To install, type the following command line and add ``-U`` for updates:
.. code-block:: bash
pip install -U SpatialDM
Alternatively, you can install from this GitHub repository for latest (often
development) version by the following command line:
.. code-block:: bash
pip install -U git+https://github.com/StatBiomed/SpatialDM
Installation time: < 1 min
Quick example
=============
Using the build-in melanoma dataset as an example, the following Python script
will compute the p-value indicating whether a certain Ligand-Receptor is
spatially co-expressed.
.. code-block:: python
import spatialdm as sdm
adata = sdm.datasets.dataset.melanoma()
sdm.weight_matrix(adata, l=1.2, cutoff=0.2, single_cell=False) # weight_matrix by rbf kernel
sdm.extract_lr(adata, 'human', min_cell=3) # find overlapping LRs from CellChatDB
sdm.spatialdm_global(adata, 1000, specified_ind=None, method='both', nproc=1) # global Moran selection
sdm.sig_pairs(adata, method='permutation', fdr=True, threshold=0.1) # select significant pairs
sdm.spatialdm_local(adata, n_perm=1000, method='both', specified_ind=None, nproc=1) # local spot selection
sdm.sig_spots(adata, method='permutation', fdr=False, threshold=0.1) # significant local spots
# visualize global and local pairs
import spatialdm.plottings as pl
pl.global_plot(adata, pairs=['SPP1_CD44'])
pl.plot_pairs(adata, ['SPP1_CD44'], marker='s')
.. image:: https://github.com/StatBiomed/SpatialDM/blob/main/docs/.figs/global_plot.png?raw=true
:width: 200px
:align: center
.. image:: https://github.com/StatBiomed/SpatialDM/blob/main/docs/.figs/SPP1_CD44.png?raw=true
:width: 600px
:align: center
Detailed Manual
===============
The full manual is at https://spatialdm.readthedocs.io, including:
* `Permutation-based SpatialDM (Recommended for small datasets, <10k spots)`_.
* `Differential analyses of whole interactome among varying conditions`_.

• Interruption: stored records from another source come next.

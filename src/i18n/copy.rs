//! Keyed translation sources: structured site copy and the flat dictionary.
//!
//! Lookup order for a key is (1) the nested site-copy structure for the
//! active language, (2) the flat dictionary entry for the active language
//! falling back to the fallback language. A key found in neither source
//! leaves the element untouched; that case is logged at debug level so a
//! missing entry can be told apart from copy that intentionally needs no
//! translation.

use crate::i18n::Language;
use serde_json::{json, Value};
use std::collections::HashMap;
use std::sync::OnceLock;
use tracing::debug;

/// Structured site copy for one language.
fn site_copy(language: Language) -> &'static Value {
    static COPY: OnceLock<HashMap<&'static str, Value>> = OnceLock::new();
    let copy = COPY.get_or_init(|| {
        HashMap::from([
            (
                "es",
                json!({
                    "nav": {
                        "home": "Inicio",
                        "howItWorks": "Cómo funciona",
                        "plans": "Planes",
                        "security": "Seguridad",
                        "faq": "FAQ",
                        "contact": "Contacto",
                        "company": "Portal empresa",
                        "employee": "Portal empleado"
                    },
                    "home": {
                        "title": "Invierte desde tu nómina",
                        "subtitle": "Aportaciones periódicas deducidas automáticamente, sin fricción.",
                        "cta": "Empieza ahora"
                    },
                    "footer": {
                        "legal": "Aviso legal",
                        "year": "© {year} Avuntia"
                    },
                    "system": {
                        "notFoundTitle": "Página no encontrada",
                        "notFoundBody": "No existe contenido en {path}.",
                        "maintenanceTitle": "En mantenimiento"
                    }
                }),
            ),
            (
                "ca",
                json!({
                    "nav": {
                        "home": "Inici",
                        "howItWorks": "Com funciona",
                        "plans": "Plans",
                        "security": "Seguretat",
                        "faq": "FAQ",
                        "contact": "Contacte",
                        "company": "Portal empresa",
                        "employee": "Portal empleat"
                    },
                    "home": {
                        "title": "Inverteix des de la teva nòmina",
                        "subtitle": "Aportacions periòdiques deduïdes automàticament, sense fricció.",
                        "cta": "Comença ara"
                    },
                    "footer": {
                        "legal": "Avís legal",
                        "year": "© {year} Avuntia"
                    },
                    "system": {
                        "notFoundTitle": "Pàgina no trobada",
                        "notFoundBody": "No hi ha contingut a {path}.",
                        "maintenanceTitle": "En manteniment"
                    }
                }),
            ),
            (
                "en",
                json!({
                    "nav": {
                        "home": "Home",
                        "howItWorks": "How it works",
                        "plans": "Plans",
                        "security": "Security",
                        "faq": "FAQ",
                        "contact": "Contact",
                        "company": "Company portal",
                        "employee": "Employee portal"
                    },
                    "home": {
                        "title": "Invest straight from your payroll",
                        "subtitle": "Recurring contributions deducted automatically, no friction.",
                        "cta": "Start now"
                    },
                    "footer": {
                        "legal": "Legal notice",
                        "year": "© {year} Avuntia"
                    },
                    "system": {
                        "notFoundTitle": "Page not found",
                        "notFoundBody": "There is no content at {path}.",
                        "maintenanceTitle": "Under maintenance"
                    }
                }),
            ),
        ])
    });
    copy.get(language.code())
        .unwrap_or_else(|| copy.get(Language::fallback().code()).expect("fallback copy exists"))
}

/// Flat key→per-language dictionary for strings shared across views.
fn dictionary_value(key: &str, language: Language) -> Option<&'static str> {
    static DICTIONARY: OnceLock<HashMap<&'static str, HashMap<&'static str, &'static str>>> =
        OnceLock::new();
    let dictionary = DICTIONARY.get_or_init(|| {
        HashMap::from([
            (
                "common.backHome",
                HashMap::from([("es", "Volver al inicio"), ("ca", "Torna a l'inici"), ("en", "Back to home")]),
            ),
            (
                "common.login",
                HashMap::from([("es", "Acceder"), ("ca", "Accedir"), ("en", "Log in")]),
            ),
            (
                "common.logout",
                HashMap::from([("es", "Cerrar sesión"), ("ca", "Tanca la sessió"), ("en", "Log out")]),
            ),
            (
                "oauth.title",
                HashMap::from([("es", "Consola OAuth"), ("ca", "Consola OAuth"), ("en", "OAuth console")]),
            ),
            (
                "empresa.dashboardTitle",
                HashMap::from([("es", "Panel de empresa"), ("ca", "Tauler d'empresa"), ("en", "Company dashboard")]),
            ),
            (
                "empresa.adoption",
                HashMap::from([("es", "Adopción"), ("ca", "Adopció"), ("en", "Adoption")]),
            ),
            (
                "empleado.kidTitle",
                HashMap::from([("es", "Documento de datos fundamentales"), ("ca", "Document de dades fonamentals"), ("en", "Key information document")]),
            ),
            (
                "empleado.searchPlaceholder",
                HashMap::from([("es", "Busca un plan"), ("ca", "Cerca un pla"), ("en", "Search for a plan")]),
            ),
        ])
    });
    let entry = dictionary.get(key)?;
    entry
        .get(language.code())
        .or_else(|| entry.get(Language::fallback().code()))
        .copied()
}

fn nested_value<'a>(object: &'a Value, path: &str) -> Option<&'a Value> {
    path.split('.')
        .try_fold(object, |current, segment| current.get(segment))
}

/// Resolve a translation key: nested site copy first, then the dictionary.
pub(crate) fn resolve_translation(key: &str, language: Language) -> Option<String> {
    let site = site_copy(language);
    if let Some(value) = nested_value(site, key).and_then(Value::as_str) {
        return Some(value.to_string());
    }
    if let Some(value) = dictionary_value(key, language) {
        return Some(value.to_string());
    }
    debug!(key, language = language.code(), "translation key missing from copy and dictionary");
    None
}

/// Substitute `{name}` placeholders; absent parameters become empty strings.
pub(crate) fn format_translation(value: &str, params: &HashMap<String, String>) -> String {
    if params.is_empty() {
        return value.to_string();
    }
    let mut out = String::with_capacity(value.len());
    let mut chars = value.char_indices().peekable();
    while let Some((start, c)) = chars.next() {
        if c != '{' {
            out.push(c);
            continue;
        }
        let rest = &value[start + 1..];
        match rest.find('}') {
            Some(end) if rest[..end].chars().all(|p| p.is_ascii_alphanumeric() || p == '_') && end > 0 => {
                let name = &rest[..end];
                if let Some(replacement) = params.get(name) {
                    out.push_str(replacement);
                }
                for _ in 0..=end {
                    chars.next();
                }
            }
            _ => out.push(c),
        }
    }
    out
}

/// Programmatic lookup used by view code: resolve and format a key, empty
/// string when the key is unknown.
pub fn translate(key: &str, params: &HashMap<String, String>, language: Language) -> String {
    match resolve_translation(key, language) {
        Some(value) => format_translation(&value, params),
        None => String::new(),
    }
}
use anyhow::{Context, Result};
use std::collections::HashMap;
use std::path::PathBuf;
use std::sync::Mutex;

/// Durable key/value storage for serialized snapshots.
///
/// Two instances back the application: a long-lived one for the main state
/// snapshot and the translation cache, and a session-scoped one for the
/// per-role sessions. Read/write failures are recoverable by design: callers
/// log them and keep operating on the in-memory copy.
pub trait Storage: Send + Sync {
    fn get(&self, key: &str) -> Option<String>;
    fn set(&self, key: &str, value: &str) -> Result<()>;
    fn remove(&self, key: &str) -> Result<()>;
}

/// Long-lived storage: one file per key under a directory.
pub struct FileStorage {
    dir: PathBuf,
}

impl FileStorage {
    pub fn new(dir: impl Into<PathBuf>) -> Result<Self> {
        let dir = dir.into();
        std::fs::create_dir_all(&dir)
            .with_context(|| format!("failed to create storage directory {}", dir.display()))?;
        Ok(Self { dir })
    }

    fn path_for(&self, key: &str) -> PathBuf {
        // Keys are fixed application constants, but sanitize anyway so a key
        // can never escape the storage directory.
        let safe: String = key
            .chars()
            .map(|c| if c.is_alphanumeric() || c == '-' || c == '_' { c } else { '_' })
            .collect();
        self.dir.join(format!("{safe}.json"))
    }
}

impl Storage for FileStorage {
    fn get(&self, key: &str) -> Option<String> {
        std::fs::read_to_string(self.path_for(key)).ok()
    }

    fn set(&self, key: &str, value: &str) -> Result<()> {
        let path = self.path_for(key);
        std::fs::write(&path, value)
            .with_context(|| format!("failed to write {}", path.display()))
    }

    fn remove(&self, key: &str) -> Result<()> {
        let path = self.path_for(key);
        match std::fs::remove_file(&path) {
            Ok(()) => Ok(()),
            Err(e) if e.kind() == std::io::ErrorKind::NotFound => Ok(()),
            Err(e) => Err(e).with_context(|| format!("failed to remove {}", path.display())),
        }
    }
}

/// Session-scoped storage: lives only as long as the process.
#[derive(Default)]
pub struct MemoryStorage {
    entries: Mutex<HashMap<String, String>>,
}

impl MemoryStorage {
    pub fn new() -> Self {
        Self::default()
    }
}

impl Storage for MemoryStorage {
    fn get(&self, key: &str) -> Option<String> {
        self.entries.lock().unwrap().get(key).cloned()
    }

    fn set(&self, key: &str, value: &str) -> Result<()> {
        self.entries
            .lock()
            .unwrap()
            .insert(key.to_string(), value.to_string());
        Ok(())
    }

    fn remove(&self, key: &str) -> Result<()> {
        self.entries.lock().unwrap().remove(key);
        Ok(())
    }
}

.. _Permutation-based SpatialDM (Recommended for small datasets, <10k spots): tutorial/melanoma.ipynb
.. _Differential analyses of whole interactome among varying conditions: tutorial/differential_test_intestine.ipynb
References
==========
| Li, Z., Wang, T., Liu, P., & Huang, Y. (2023). SpatialDM for rapid
identification of spatially co-expressed ligand–receptor and revealing
cell–cell communication patterns. Nature communications, 14(1), 3995.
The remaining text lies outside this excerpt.